━━━━━ Material supplied ━━━━━

//! Operator console: line input and the refreshing panel.

pub mod input;
pub mod panel;

use crate::presentation::{Presenter, Severity, StatusUpdate};
use input::OperatorCommand;
use panel::ConsolePanel;
use std::io::Write;
use std::sync::Arc;
use std::time::Duration;
use tokio::io::{AsyncBufRead, AsyncBufReadExt};
use tokio::sync::mpsc;
use tokio::time::{MissedTickBehavior, interval};
use tracing::{debug, warn};

/// Read operator lines until EOF and forward parsed commands.
///
/// Parse errors are shown on the panel. EOF (or a closed terminal) sends
/// `Quit`, so piping a script into the binary behaves like typing it.
pub async fn read_operator_input<R>(
    reader: R,
    commands: mpsc::Sender<OperatorCommand>,
    panel: Arc<ConsolePanel>,
) where
    R: AsyncBufRead + Unpin,
{
    let mut lines = reader.lines();
    loop {
        let line = match lines.next_line().await {
            Ok(Some(line)) => line,
            Ok(None) => break,
            Err(e) => {
                warn!("Console input error: {e}");
                break;
            }
        };

        match line.parse::<OperatorCommand>() {
            Ok(command) => {
                if commands.send(command).await.is_err() {
                    debug!("Command channel closed, console reader exiting");
                    return;
                }
            }
            Err(e) => panel.show_status(StatusUpdate::new(e.to_string(), Severity::Warning)),
        }
    }
    debug!("Console input closed");
    let _ = commands.send(OperatorCommand::Quit).await;
}

/// Forward one `Quit` on Ctrl+C.
pub async fn forward_interrupt(commands: mpsc::Sender<OperatorCommand>) {
    match tokio::signal::ctrl_c().await {
        Ok(()) => {
            debug!("Interrupt received");
            let _ = commands.send(OperatorCommand::Quit).await;
        }
        Err(e) => warn!("Cannot listen for Ctrl+C: {e}"),
    }
}

/// Redraw the panel every `period` while it has changes.
///
/// Returns when the output stops accepting writes.
pub async fn refresh_panel<W>(panel: Arc<ConsolePanel>, period: Duration, mut out: W, colour: bool)
where
    W: Write,
{
    let mut ticker = interval(period);
    ticker.set_missed_tick_behavior(MissedTickBehavior::Skip);
    loop {
        ticker.tick().await;
        let Some(frame) = panel.take_frame() else {
            continue;
        };
        if let Err(e) = out
            .write_all(frame.render(colour).as_bytes())
            .and_then(|()| out.flush())
        {
            debug!("Panel output closed: {e}");
            return;
        }
    }
}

━━━━━

• Problem to solve: Which lines hold the string "commands"? Copy all of them from the data above.

• Expected output:
/// Read operator lines until EOF and forward parsed commands.
    commands: mpsc::Sender<OperatorCommand>,
                if commands.send(command).await.is_err() {
    let _ = commands.send(OperatorCommand::Quit).await;
pub async fn forward_interrupt(commands: mpsc::Sender<OperatorCommand>) {
            let _ = commands.send(OperatorCommand::Quit).await;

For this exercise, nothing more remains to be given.